(Beginning of Records supplied)

use serde::{Deserialize, Serialize};

use crate::config::PlansConfig;

#[derive(Debug, Clone, Copy, PartialEq, Eq, Hash, Serialize, Deserialize)]
#[serde(rename_all = "lowercase")]
pub enum PlanKind {
    Free,
    Premium,
    Business,
}

impl PlanKind {
    pub const ALL: [PlanKind; 3] = [PlanKind::Free, PlanKind::Premium, PlanKind::Business];

    pub fn as_str(self) -> &'static str {
        match self {
            PlanKind::Free => "free",
            PlanKind::Premium => "premium",
            PlanKind::Business => "business",
        }
    }

    pub fn parse(s: &str) -> Option<Self> {
        match s.trim().to_ascii_lowercase().as_str() {
            "free" => Some(PlanKind::Free),
            "premium" => Some(PlanKind::Premium),
            "business" => Some(PlanKind::Business),
            _ => None,
        }
    }

    pub fn display_name(self) -> &'static str {
        match self {
            PlanKind::Free => "Free",
            PlanKind::Premium => "Premium",
            PlanKind::Business => "Business",
        }
    }

    pub fn is_paid(self) -> bool {
        !matches!(self, PlanKind::Free)
    }
}

#[derive(Debug, Clone, Copy, PartialEq, Eq, Hash, Serialize, Deserialize, Default)]
#[serde(rename_all = "lowercase")]
pub enum BillingType {
    #[default]
    Monthly,
    Annual,
}

impl BillingType {
    pub fn as_str(self) -> &'static str {
        match self {
            BillingType::Monthly => "monthly",
            BillingType::Annual => "annual",
        }
    }

    pub fn parse(s: &str) -> Option<Self> {
        match s.trim().to_ascii_lowercase().as_str() {
            "monthly" | "mensal" => Some(BillingType::Monthly),
            "annual" | "anual" | "yearly" => Some(BillingType::Annual),
            _ => None,
        }
    }

    /// Length of one billing cycle.
    pub fn cycle_months(self) -> u32 {
        match self {
            BillingType::Monthly => 1,
            BillingType::Annual => 12,
        }
    }
}

/// Credits and price of one plan for both billing types.
#[derive(Debug, Clone, Copy, PartialEq, Eq, Serialize, Deserialize)]
pub struct PlanAllotment {
    pub monthly_credits: i64,
    pub annual_credits: i64,
    pub monthly_price_cents: i64,
    pub annual_price_cents: i64,
}

impl PlanAllotment {
    pub fn free() -> Self {
        Self {
            monthly_credits: 30,
            annual_credits: 30,
            monthly_price_cents: 0,
            annual_price_cents: 0,
        }
    }

    pub fn premium() -> Self {
        Self {
            monthly_credits: 300,
            annual_credits: 1000,
            monthly_price_cents: 9_700,
            annual_price_cents: annual_price_from_monthly(9_700),
        }
    }

    pub fn business() -> Self {
        Self {
            monthly_credits: 1000,
            annual_credits: 3000,
            monthly_price_cents: 29_700,
            annual_price_cents: annual_price_from_monthly(29_700),
        }
    }

    fn credits(&self, billing: BillingType) -> i64 {
        match billing {
            BillingType::Monthly => self.monthly_credits,
            BillingType::Annual => self.annual_credits,
        }
    }

    fn price_cents(&self, billing: BillingType) -> i64 {
        match billing {
            BillingType::Monthly => self.monthly_price_cents,
            BillingType::Annual => self.annual_price_cents,
        }
    }
}

// 12 months at 40%, rounded to whole reais
fn annual_price_from_monthly(monthly_cents: i64) -> i64 {
    let cents = monthly_cents * 12 * 4 / 10;
    ((cents + 50) / 100) * 100
}

#[derive(Debug, Clone, Copy, PartialEq, Eq, Serialize, Deserialize)]
#[serde(rename_all = "snake_case")]
pub enum CreditAction {
    Upload,
    Transcription,
    SummaryBasic,
    SummaryAdvanced,
    Export,
}

impl CreditAction {
    pub fn as_str(self) -> &'static str {
        match self {
            CreditAction::Upload => "upload",
            CreditAction::Transcription => "transcription",
            CreditAction::SummaryBasic => "summary_basic",
            CreditAction::SummaryAdvanced => "summary_advanced",
            CreditAction::Export => "export",
        }
    }
}

#[derive(Debug, Clone, Copy, PartialEq, Eq, Serialize, Deserialize)]
pub struct CreditCosts {
    #[serde(default = "default_upload_cost")]
    pub upload: i64,
    #[serde(default = "default_transcription_cost")]
    pub transcription: i64,
    #[serde(default = "default_summary_basic_cost")]
    pub summary_basic: i64,
    #[serde(default = "default_summary_advanced_cost")]
    pub summary_advanced: i64,
    #[serde(default = "default_export_cost")]
    pub export: i64,
}

fn default_upload_cost() -> i64 {
    10
}
fn default_transcription_cost() -> i64 {
    20
}
fn default_summary_basic_cost() -> i64 {
    15
}
fn default_summary_advanced_cost() -> i64 {
    25
}
fn default_export_cost() -> i64 {
    2
}

impl Default for CreditCosts {
    fn default() -> Self {
        Self {
            upload: default_upload_cost(),
            transcription: default_transcription_cost(),
            summary_basic: default_summary_basic_cost(),
            summary_advanced: default_summary_advanced_cost(),
            export: default_export_cost(),
        }
    }
}

/// One purchasable plan/billing combination, as listed to clients.
#[derive(Debug, Clone, Serialize)]
pub struct PlanOffer {
    pub plan: PlanKind,
    pub name: &'static str,
    pub billing_type: BillingType,
    pub credits: i64,
    pub price_cents: i64,
    pub label: String,
}

/// Static plan table, resolved once at startup and shared by reference.
#[derive(Debug, Clone)]
pub struct PlanCatalog {
    free: PlanAllotment,
    premium: PlanAllotment,
    business: PlanAllotment,
    costs: CreditCosts,
}

impl Default for PlanCatalog {
    fn default() -> Self {
        Self::new(&PlansConfig::default(), CreditCosts::default())
    }
}

impl PlanCatalog {
    pub fn new(plans: &PlansConfig, costs: CreditCosts) -> Self {
        Self {
            free: plans.free,
            premium: plans.premium,
            business: plans.business,
            costs,
        }
    }

    fn allotment(&self, plan: PlanKind) -> &PlanAllotment {
        match plan {
            PlanKind::Free => &self.free,
            PlanKind::Premium => &self.premium,
            PlanKind::Business => &self.business,
        }
    }

    pub fn credits_for(&self, plan: PlanKind, billing: BillingType) -> i64 {
        self.allotment(plan).credits(billing)
    }

    pub fn free_credits(&self) -> i64 {
        self.free.monthly_credits
    }

    pub fn price_cents_for(&self, plan: PlanKind, billing: BillingType) -> i64 {
        self.allotment(plan).price_cents(billing)
    }

    pub fn cost_of(&self, action: CreditAction) -> i64 {
        match action {
            CreditAction::Upload => self.costs.upload,
            CreditAction::Transcription => self.costs.transcription,
            CreditAction::SummaryBasic => self.costs.summary_basic,
            CreditAction::SummaryAdvanced => self.costs.summary_advanced,
            CreditAction::Export => self.costs.export,
        }
    }

    pub fn costs(&self) -> &CreditCosts {
        &self.costs
    }

    pub fn offers(&self) -> Vec<PlanOffer> {
        let mut out = vec![PlanOffer {
            plan: PlanKind::Free,
            name: PlanKind::Free.display_name(),
            billing_type: BillingType::Monthly,
            credits: self.free_credits(),
            price_cents: 0,
            label: plan_label(PlanKind::Free, BillingType::Monthly),
        }];
        for plan in [PlanKind::Premium, PlanKind::Business] {
            for billing in [BillingType::Monthly, BillingType::Annual] {
                out.push(PlanOffer {
                    plan,
                    name: plan.display_name(),
                    billing_type: billing,
                    credits: self.credits_for(plan, billing),
                    price_cents: self.price_cents_for(plan, billing),
                    label: plan_label(plan, billing),
                });
            }
        }
        out
    }
}

/// Text stored on payment records, e.g. `"Premium - monthly"`.
pub fn plan_label(plan: PlanKind, billing: BillingType) -> String {
    format!("{} - {}", plan.display_name(), billing.as_str())
}

pub fn parse_plan_label(label: &str) -> Option<(PlanKind, BillingType)> {
    let (plan, billing) = label.split_once('-')?;
    Some((PlanKind::parse(plan)?, BillingType::parse(billing)?))
}

#[cfg(test)]
mod tests {
    use super::*;

    #[test]
    fn default_allotments() {
        let c = PlanCatalog::default();
        assert_eq!(c.credits_for(PlanKind::Free, BillingType::Monthly), 30);
        assert_eq!(c.credits_for(PlanKind::Premium, BillingType::Monthly), 300);
        assert_eq!(c.credits_for(PlanKind::Premium, BillingType::Annual), 1000);
        assert_eq!(c.credits_for(PlanKind::Business, BillingType::Monthly), 1000);
        assert_eq!(c.credits_for(PlanKind::Business, BillingType::Annual), 3000);
    }

    #[test]
    fn annual_prices_apply_sixty_percent_discount() {
        let c = PlanCatalog::default();
        assert_eq!(c.price_cents_for(PlanKind::Premium, BillingType::Annual), 46_600);
        assert_eq!(c.price_cents_for(PlanKind::Business, BillingType::Annual), 142_600);
        assert_eq!(c.price_cents_for(PlanKind::Free, BillingType::Annual), 0);
    }

    #[test]
    fn plan_labels_parse_back() {
        let label = plan_label(PlanKind::Business, BillingType::Annual);
        assert_eq!(label, "Business - annual");
        assert_eq!(
            parse_plan_label(&label),
            Some((PlanKind::Business, BillingType::Annual))
        );
        assert_eq!(
            parse_plan_label("premium-mensal"),
            Some((PlanKind::Premium, BillingType::Monthly))
        );
        assert_eq!(parse_plan_label("premium"), None);
    }

    #[test]
    fn action_costs_come_from_config() {
        let costs = CreditCosts {
            export: 5,
            ..CreditCosts::default()
        };
        let c = PlanCatalog::new(&PlansConfig::default(), costs);
        assert_eq!(c.cost_of(CreditAction::Export), 5);
        assert_eq!(c.cost_of(CreditAction::SummaryAdvanced), 25);
        assert_eq!(c.offers().len(), 5);
    }
}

(End of Records supplied)

• Required work: Please show every line of the records that holds the word "Debug".

• Solution to the problem:
#[derive(Debug, Clone, Copy, PartialEq, Eq, Hash, Serialize, Deserialize)]
#[derive(Debug, Clone, Copy, PartialEq, Eq, Hash, Serialize, Deserialize, Default)]
#[derive(Debug, Clone, Copy, PartialEq, Eq, Serialize, Deserialize)]
#[derive(Debug, Clone, Copy, PartialEq, Eq, Serialize, Deserialize)]
#[derive(Debug, Clone, Copy, PartialEq, Eq, Serialize, Deserialize)]
#[derive(Debug, Clone, Serialize)]
#[derive(Debug, Clone)]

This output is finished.